YOUR TASK -> Each entry should be written out again exactly, so that nothing is lost.

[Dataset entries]
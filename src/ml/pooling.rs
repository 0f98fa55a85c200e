// ============================================================
// Layer 5 — Dynamic Pooling Index
// ============================================================
// A fixed-size max-pool over a padded feature map would mostly
// pool padding for short inputs. Dynamic pooling first stretches
// the true content over the whole padded extent, then pools:
//
//   true length 3, max length 6
//   index:  [0, 0, 1, 1, 2, 2]
//
// Output slot i reads source position floor(i * len / max).
// A zero length maps every slot to position 0.

use burn::prelude::*;

/// Per-example index map for one axis.
pub fn pool_index_1d(lengths: &[usize], max_len: usize) -> Vec<Vec<usize>> {
    lengths.iter().map(|&len| axis_index(len, max_len)).collect()
}

/// Per-example (row map, column map) pair.
pub fn pool_index_2d(
    len_a: &[usize],
    len_b: &[usize],
    max_a: usize,
    max_b: usize,
) -> Vec<(Vec<usize>, Vec<usize>)> {
    len_a
        .iter()
        .zip(len_b)
        .map(|(&a, &b)| (axis_index(a, max_a), axis_index(b, max_b)))
        .collect()
}

fn axis_index(len: usize, max_len: usize) -> Vec<usize> {
    let len = len.min(max_len);
    (0..max_len).map(|i| i * len / max_len).collect()
}

/// Rearrange `[bs, c, L]` along the last axis with a 1-D index map.
pub fn gather_1d<B: Backend>(features: Tensor<B, 3>, index: &[Vec<usize>]) -> Tensor<B, 3> {
    let device = features.device();
    let parts: Vec<Tensor<B, 3>> = index
        .iter()
        .enumerate()
        .map(|(i, idx)| {
            features
                .clone()
                .narrow(0, i, 1)
                .select(2, index_tensor::<B>(idx, &device))
        })
        .collect();
    Tensor::cat(parts, 0)
}

/// Rearrange `[bs, c, H, W]` along both spatial axes.
pub fn gather_2d<B: Backend>(features: Tensor<B, 4>, index: &[(Vec<usize>, Vec<usize>)]) -> Tensor<B, 4> {
    let device = features.device();
    let parts: Vec<Tensor<B, 4>> = index
        .iter()
        .enumerate()
        .map(|(i, (rows, cols))| {
            features
                .clone()
                .narrow(0, i, 1)
                .select(2, index_tensor::<B>(rows, &device))
                .select(3, index_tensor::<B>(cols, &device))
        })
        .collect();
    Tensor::cat(parts, 0)
}

fn index_tensor<B: Backend>(idx: &[usize], device: &B::Device) -> Tensor<B, 1, Int> {
    let ints: Vec<i32> = idx.iter().map(|&i| i as i32).collect();
    Tensor::<B, 1, Int>::from_ints(ints.as_slice(), device)
}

EXERCISE RESPONSE ->
filename src/ml/pooling.rs
repository 0f98fa55a85c200e
// ============================================================
// Layer 5 — Dynamic Pooling Index
// ============================================================
// A fixed-size max-pool over a padded feature map would mostly
// pool padding for short inputs. Dynamic pooling first stretches
// the true content over the whole padded extent, then pools:
//
//   true length 3, max length 6
//   index:  [0, 0, 1, 1, 2, 2]
//
// Output slot i reads source position floor(i * len / max).
// A zero length maps every slot to position 0.

use burn::prelude::*;

/// Per-example index map for one axis.
pub fn pool_index_1d(lengths: &[usize], max_len: usize) -> Vec<Vec<usize>> {
    lengths.iter().map(|&len| axis_index(len, max_len)).collect()
}

/// Per-example (row map, column map) pair.
pub fn pool_index_2d(
    len_a: &[usize],
    len_b: &[usize],
    max_a: usize,
    max_b: usize,
) -> Vec<(Vec<usize>, Vec<usize>)> {
    len_a
        .iter()
        .zip(len_b)
        .map(|(&a, &b)| (axis_index(a, max_a), axis_index(b, max_b)))
        .collect()
}

fn axis_index(len: usize, max_len: usize) -> Vec<usize> {
    let len = len.min(max_len);
    (0..max_len).map(|i| i * len / max_len).collect()
}

/// Rearrange `[bs, c, L]` along the last axis with a 1-D index map.
pub fn gather_1d<B: Backend>(features: Tensor<B, 3>, index: &[Vec<usize>]) -> Tensor<B, 3> {
    let device = features.device();
    let parts: Vec<Tensor<B, 3>> = index
        .iter()
        .enumerate()
        .map(|(i, idx)| {
            features
                .clone()
                .narrow(0, i, 1)
                .select(2, index_tensor::<B>(idx, &device))
        })
        .collect();
    Tensor::cat(parts, 0)
}

/// Rearrange `[bs, c, H, W]` along both spatial axes.
pub fn gather_2d<B: Backend>(features: Tensor<B, 4>, index: &[(Vec<usize>, Vec<usize>)]) -> Tensor<B, 4> {
    let device = features.device();
    let parts: Vec<Tensor<B, 4>> = index
        .iter()
        .enumerate()
        .map(|(i, (rows, cols))| {
            features
                .clone()
                .narrow(0, i, 1)
                .select(2, index_tensor::<B>(rows, &device))
                .select(3, index_tensor::<B>(cols, &device))
        })
        .collect();
    Tensor::cat(parts, 0)
}

fn index_tensor<B: Backend>(idx: &[usize], device: &B::Device) -> Tensor<B, 1, Int> {
    let ints: Vec<i32> = idx.iter().map(|&i| i as i32).collect();
    Tensor::<B, 1, Int>::from_ints(ints.as_slice(), device)
}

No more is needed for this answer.